**** Study material ****

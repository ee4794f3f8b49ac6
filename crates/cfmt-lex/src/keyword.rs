//! Process-wide keyword/punctuator table.
//!
//! Built once from a `const` descriptor array and cached behind a
//! [`OnceLock`], the same lazily-initialized, never-mutated process-wide
//! singleton shape used elsewhere for tables like this one. Read-only
//! after first use, so concurrent reads need no further synchronization.

use std::sync::OnceLock;

use cfmt_util::FxHashMap;

use crate::token::{AttrFlags, TokenKind};

/// The canonical kind + attribute flags a lexeme maps to. Classifier
/// instances are stamped out of a template plus per-instance position and
/// flag data (see [`crate::token::TokenData`]).
#[derive(Clone, Copy, Debug)]
pub struct TokenTemplate {
    pub kind: TokenKind,
    pub attrs: AttrFlags,
}

impl TokenTemplate {
    const fn new(kind: TokenKind, attrs: AttrFlags) -> Self {
        Self { kind, attrs }
    }
}

macro_rules! attrs {
    () => { AttrFlags::NONE };
    ($first:ident $(| $rest:ident)*) => {
        AttrFlags::$first $(.union(AttrFlags::$rest))*
    };
}

/// `(lexeme, kind, attribute flags)` for every keyword and punctuator this
/// lexer recognizes. The same table backs both: the classifier's
/// single-byte punctuator probe (§4.2 step 4) only ever matches entries
/// whose lexeme is one byte, and no keyword is that short, so one map
/// naturally serves the two lookup styles (exact multi-byte probe for
/// punctuators, exact-word lookup after scanning an identifier for
/// keywords) without ambiguity.
const DESCRIPTORS: &[(&str, TokenKind, AttrFlags)] = &[
    // --- storage-class specifiers ---
    ("extern", TokenKind::Extern, attrs!(STORAGE)),
    ("inline", TokenKind::Inline, attrs!(STORAGE)),
    ("register", TokenKind::Register, attrs!(STORAGE)),
    ("static", TokenKind::Static, attrs!(STORAGE)),
    ("typedef", TokenKind::Typedef, attrs!(STORAGE)),
    // --- type qualifiers ---
    ("const", TokenKind::Const, attrs!(QUALIFIER)),
    ("volatile", TokenKind::Volatile, attrs!(QUALIFIER)),
    // --- type-name keywords ---
    ("char", TokenKind::Char, attrs!(TYPE)),
    ("double", TokenKind::Double, attrs!(TYPE)),
    ("float", TokenKind::Float, attrs!(TYPE)),
    ("int", TokenKind::Int, attrs!(TYPE)),
    ("long", TokenKind::Long, attrs!(TYPE)),
    ("short", TokenKind::Short, attrs!(TYPE)),
    ("signed", TokenKind::Signed, attrs!(TYPE)),
    ("unsigned", TokenKind::Unsigned, attrs!(TYPE)),
    ("void", TokenKind::Void, attrs!(TYPE)),
    // --- tag keywords: may be followed by an identifier naming the tag ---
    ("struct", TokenKind::Struct, attrs!(TYPE | IDENT)),
    ("union", TokenKind::Union, attrs!(TYPE | IDENT)),
    ("enum", TokenKind::Enum, attrs!(TYPE | IDENT)),
    // --- control-flow / other keywords ---
    ("break", TokenKind::Break, attrs!()),
    ("case", TokenKind::Case, attrs!()),
    ("continue", TokenKind::Continue, attrs!()),
    ("default", TokenKind::Default, attrs!()),
    ("do", TokenKind::Do, attrs!()),
    ("else", TokenKind::Else, attrs!()),
    ("for", TokenKind::For, attrs!()),
    ("goto", TokenKind::Goto, attrs!()),
    ("if", TokenKind::If, attrs!()),
    ("return", TokenKind::Return, attrs!()),
    ("sizeof", TokenKind::Sizeof, attrs!()),
    ("switch", TokenKind::Switch, attrs!()),
    ("while", TokenKind::While, attrs!()),
    // --- punctuators: single character, non-ambiguous ---
    ("(", TokenKind::LParen, attrs!()),
    (")", TokenKind::RParen, attrs!()),
    ("{", TokenKind::LBrace, attrs!()),
    ("}", TokenKind::RBrace, attrs!()),
    ("[", TokenKind::LBracket, attrs!()),
    ("]", TokenKind::RBracket, attrs!()),
    (";", TokenKind::Semi, attrs!()),
    (",", TokenKind::Comma, attrs!()),
    ("?", TokenKind::Question, attrs!()),
    ("~", TokenKind::Tilde, attrs!()),
    ("\\", TokenKind::Backslash, attrs!(DISCARD)),
    // --- punctuators: ambiguous, probed for extension ---
    (":", TokenKind::Colon, attrs!(AMBIGUOUS)),
    (".", TokenKind::Dot, attrs!(AMBIGUOUS)),
    ("+", TokenKind::Plus, attrs!(BINARY | AMBIGUOUS)),
    ("-", TokenKind::Minus, attrs!(BINARY | AMBIGUOUS)),
    ("*", TokenKind::Star, attrs!(BINARY | AMBIGUOUS)),
    ("/", TokenKind::Slash, attrs!(BINARY | AMBIGUOUS)),
    ("%", TokenKind::Percent, attrs!(BINARY | AMBIGUOUS)),
    ("&", TokenKind::Amp, attrs!(BINARY | AMBIGUOUS)),
    ("|", TokenKind::Pipe, attrs!(BINARY | AMBIGUOUS)),
    ("^", TokenKind::Caret, attrs!(BINARY | AMBIGUOUS)),
    ("!", TokenKind::Bang, attrs!(AMBIGUOUS)),
    ("<", TokenKind::Lt, attrs!(BINARY | AMBIGUOUS)),
    (">", TokenKind::Gt, attrs!(BINARY | AMBIGUOUS)),
    ("=", TokenKind::Eq, attrs!(ASSIGN | AMBIGUOUS)),
    // --- two/three-character extensions ---
    ("->", TokenKind::Arrow, attrs!()),
    ("++", TokenKind::PlusPlus, attrs!()),
    ("--", TokenKind::MinusMinus, attrs!()),
    ("<<", TokenKind::Shl, attrs!(BINARY | AMBIGUOUS)),
    (">>", TokenKind::Shr, attrs!(BINARY | AMBIGUOUS)),
    ("<=", TokenKind::LtEq, attrs!(BINARY)),
    (">=", TokenKind::GtEq, attrs!(BINARY)),
    ("==", TokenKind::EqEq, attrs!(BINARY)),
    ("!=", TokenKind::NotEq, attrs!(BINARY)),
    ("&&", TokenKind::AmpAmp, attrs!(BINARY)),
    ("||", TokenKind::PipePipe, attrs!(BINARY)),
    ("+=", TokenKind::PlusEq, attrs!(ASSIGN)),
    ("-=", TokenKind::MinusEq, attrs!(ASSIGN)),
    ("*=", TokenKind::StarEq, attrs!(ASSIGN)),
    ("/=", TokenKind::SlashEq, attrs!(ASSIGN)),
    ("%=", TokenKind::PercentEq, attrs!(ASSIGN)),
    ("&=", TokenKind::AmpEq, attrs!(ASSIGN)),
    ("|=", TokenKind::PipeEq, attrs!(ASSIGN)),
    ("^=", TokenKind::CaretEq, attrs!(ASSIGN)),
    ("<<=", TokenKind::ShlEq, attrs!(ASSIGN)),
    (">>=", TokenKind::ShrEq, attrs!(ASSIGN)),
];

/// Longest lexeme any descriptor has; bounds the ambiguous-punctuator
/// extension probe in the classifier.
pub const MAX_LEXEME_LEN: usize = 3;

static TABLE: OnceLock<FxHashMap<&'static str, TokenTemplate>> = OnceLock::new();

fn table() -> &'static FxHashMap<&'static str, TokenTemplate> {
    TABLE.get_or_init(|| {
        DESCRIPTORS
            .iter()
            .map(|&(lexeme, kind, attrs)| (lexeme, TokenTemplate::new(kind, attrs)))
            .collect()
    })
}

/// Exact lookup by lexeme bytes, used both for the classifier's
/// single-byte-then-extend punctuator probe and for the keyword check
/// performed after a whole identifier word has been scanned.
pub fn lookup(lexeme: &str) -> Option<TokenTemplate> {
    table().get(lexeme).copied()
}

****

■ **Exercise aim**
All the entries above must be repeated exactly as they were given.

■ **Output of the task**
repository ee4794f3f8b49ac6
filename crates/cfmt-lex/src/keyword.rs
//! Process-wide keyword/punctuator table.
//!
//! Built once from a `const` descriptor array and cached behind a
//! [`OnceLock`], the same lazily-initialized, never-mutated process-wide
//! singleton shape used elsewhere for tables like this one. Read-only
//! after first use, so concurrent reads need no further synchronization.

use std::sync::OnceLock;

use cfmt_util::FxHashMap;

use crate::token::{AttrFlags, TokenKind};

/// The canonical kind + attribute flags a lexeme maps to. Classifier
/// instances are stamped out of a template plus per-instance position and
/// flag data (see [`crate::token::TokenData`]).
#[derive(Clone, Copy, Debug)]
pub struct TokenTemplate {
    pub kind: TokenKind,
    pub attrs: AttrFlags,
}

impl TokenTemplate {
    const fn new(kind: TokenKind, attrs: AttrFlags) -> Self {
        Self { kind, attrs }
    }
}

macro_rules! attrs {
    () => { AttrFlags::NONE };
    ($first:ident $(| $rest:ident)*) => {
        AttrFlags::$first $(.union(AttrFlags::$rest))*
    };
}

/// `(lexeme, kind, attribute flags)` for every keyword and punctuator this
/// lexer recognizes. The same table backs both: the classifier's
/// single-byte punctuator probe (§4.2 step 4) only ever matches entries
/// whose lexeme is one byte, and no keyword is that short, so one map
/// naturally serves the two lookup styles (exact multi-byte probe for
/// punctuators, exact-word lookup after scanning an identifier for
/// keywords) without ambiguity.
const DESCRIPTORS: &[(&str, TokenKind, AttrFlags)] = &[
    // --- storage-class specifiers ---
    ("extern", TokenKind::Extern, attrs!(STORAGE)),
    ("inline", TokenKind::Inline, attrs!(STORAGE)),
    ("register", TokenKind::Register, attrs!(STORAGE)),
    ("static", TokenKind::Static, attrs!(STORAGE)),
    ("typedef", TokenKind::Typedef, attrs!(STORAGE)),
    // --- type qualifiers ---
    ("const", TokenKind::Const, attrs!(QUALIFIER)),
    ("volatile", TokenKind::Volatile, attrs!(QUALIFIER)),
    // --- type-name keywords ---
    ("char", TokenKind::Char, attrs!(TYPE)),
    ("double", TokenKind::Double, attrs!(TYPE)),
    ("float", TokenKind::Float, attrs!(TYPE)),
    ("int", TokenKind::Int, attrs!(TYPE)),
    ("long", TokenKind::Long, attrs!(TYPE)),
    ("short", TokenKind::Short, attrs!(TYPE)),
    ("signed", TokenKind::Signed, attrs!(TYPE)),
    ("unsigned", TokenKind::Unsigned, attrs!(TYPE)),
    ("void", TokenKind::Void, attrs!(TYPE)),
    // --- tag keywords: may be followed by an identifier naming the tag ---
    ("struct", TokenKind::Struct, attrs!(TYPE | IDENT)),
    ("union", TokenKind::Union, attrs!(TYPE | IDENT)),
    ("enum", TokenKind::Enum, attrs!(TYPE | IDENT)),
    // --- control-flow / other keywords ---
    ("break", TokenKind::Break, attrs!()),
    ("case", TokenKind::Case, attrs!()),
    ("continue", TokenKind::Continue, attrs!()),
    ("default", TokenKind::Default, attrs!()),
    ("do", TokenKind::Do, attrs!()),
    ("else", TokenKind::Else, attrs!()),
    ("for", TokenKind::For, attrs!()),
    ("goto", TokenKind::Goto, attrs!()),
    ("if", TokenKind::If, attrs!()),
    ("return", TokenKind::Return, attrs!()),
    ("sizeof", TokenKind::Sizeof, attrs!()),
    ("switch", TokenKind::Switch, attrs!()),
    ("while", TokenKind::While, attrs!()),
    // --- punctuators: single character, non-ambiguous ---
    ("(", TokenKind::LParen, attrs!()),
    (")", TokenKind::RParen, attrs!()),
    ("{", TokenKind::LBrace, attrs!()),
    ("}", TokenKind::RBrace, attrs!()),
    ("[", TokenKind::LBracket, attrs!()),
    ("]", TokenKind::RBracket, attrs!()),
    (";", TokenKind::Semi, attrs!()),
    (",", TokenKind::Comma, attrs!()),
    ("?", TokenKind::Question, attrs!()),
    ("~", TokenKind::Tilde, attrs!()),
    ("\\", TokenKind::Backslash, attrs!(DISCARD)),
    // --- punctuators: ambiguous, probed for extension ---
    (":", TokenKind::Colon, attrs!(AMBIGUOUS)),
    (".", TokenKind::Dot, attrs!(AMBIGUOUS)),
    ("+", TokenKind::Plus, attrs!(BINARY | AMBIGUOUS)),
    ("-", TokenKind::Minus, attrs!(BINARY | AMBIGUOUS)),
    ("*", TokenKind::Star, attrs!(BINARY | AMBIGUOUS)),
    ("/", TokenKind::Slash, attrs!(BINARY | AMBIGUOUS)),
    ("%", TokenKind::Percent, attrs!(BINARY | AMBIGUOUS)),
    ("&", TokenKind::Amp, attrs!(BINARY | AMBIGUOUS)),
    ("|", TokenKind::Pipe, attrs!(BINARY | AMBIGUOUS)),
    ("^", TokenKind::Caret, attrs!(BINARY | AMBIGUOUS)),
    ("!", TokenKind::Bang, attrs!(AMBIGUOUS)),
    ("<", TokenKind::Lt, attrs!(BINARY | AMBIGUOUS)),
    (">", TokenKind::Gt, attrs!(BINARY | AMBIGUOUS)),
    ("=", TokenKind::Eq, attrs!(ASSIGN | AMBIGUOUS)),
    // --- two/three-character extensions ---
    ("->", TokenKind::Arrow, attrs!()),
    ("++", TokenKind::PlusPlus, attrs!()),
    ("--", TokenKind::MinusMinus, attrs!()),
    ("<<", TokenKind::Shl, attrs!(BINARY | AMBIGUOUS)),
    (">>", TokenKind::Shr, attrs!(BINARY | AMBIGUOUS)),
    ("<=", TokenKind::LtEq, attrs!(BINARY)),
    (">=", TokenKind::GtEq, attrs!(BINARY)),
    ("==", TokenKind::EqEq, attrs!(BINARY)),
    ("!=", TokenKind::NotEq, attrs!(BINARY)),
    ("&&", TokenKind::AmpAmp, attrs!(BINARY)),
    ("||", TokenKind::PipePipe, attrs!(BINARY)),
    ("+=", TokenKind::PlusEq, attrs!(ASSIGN)),
    ("-=", TokenKind::MinusEq, attrs!(ASSIGN)),
    ("*=", TokenKind::StarEq, attrs!(ASSIGN)),
    ("/=", TokenKind::SlashEq, attrs!(ASSIGN)),
    ("%=", TokenKind::PercentEq, attrs!(ASSIGN)),
    ("&=", TokenKind::AmpEq, attrs!(ASSIGN)),
    ("|=", TokenKind::PipeEq, attrs!(ASSIGN)),
    ("^=", TokenKind::CaretEq, attrs!(ASSIGN)),
    ("<<=", TokenKind::ShlEq, attrs!(ASSIGN)),
    (">>=", TokenKind::ShrEq, attrs!(ASSIGN)),
];

/// Longest lexeme any descriptor has; bounds the ambiguous-punctuator
/// extension probe in the classifier.
pub const MAX_LEXEME_LEN: usize = 3;

static TABLE: OnceLock<FxHashMap<&'static str, TokenTemplate>> = OnceLock::new();

fn table() -> &'static FxHashMap<&'static str, TokenTemplate> {
    TABLE.get_or_init(|| {
        DESCRIPTORS
            .iter()
            .map(|&(lexeme, kind, attrs)| (lexeme, TokenTemplate::new(kind, attrs)))
            .collect()
    })
}

/// Exact lookup by lexeme bytes, used both for the classifier's
/// single-byte-then-extend punctuator probe and for the keyword check
/// performed after a whole identifier word has been scanned.
pub fn lookup(lexeme: &str) -> Option<TokenTemplate> {
    table().get(lexeme).copied()
}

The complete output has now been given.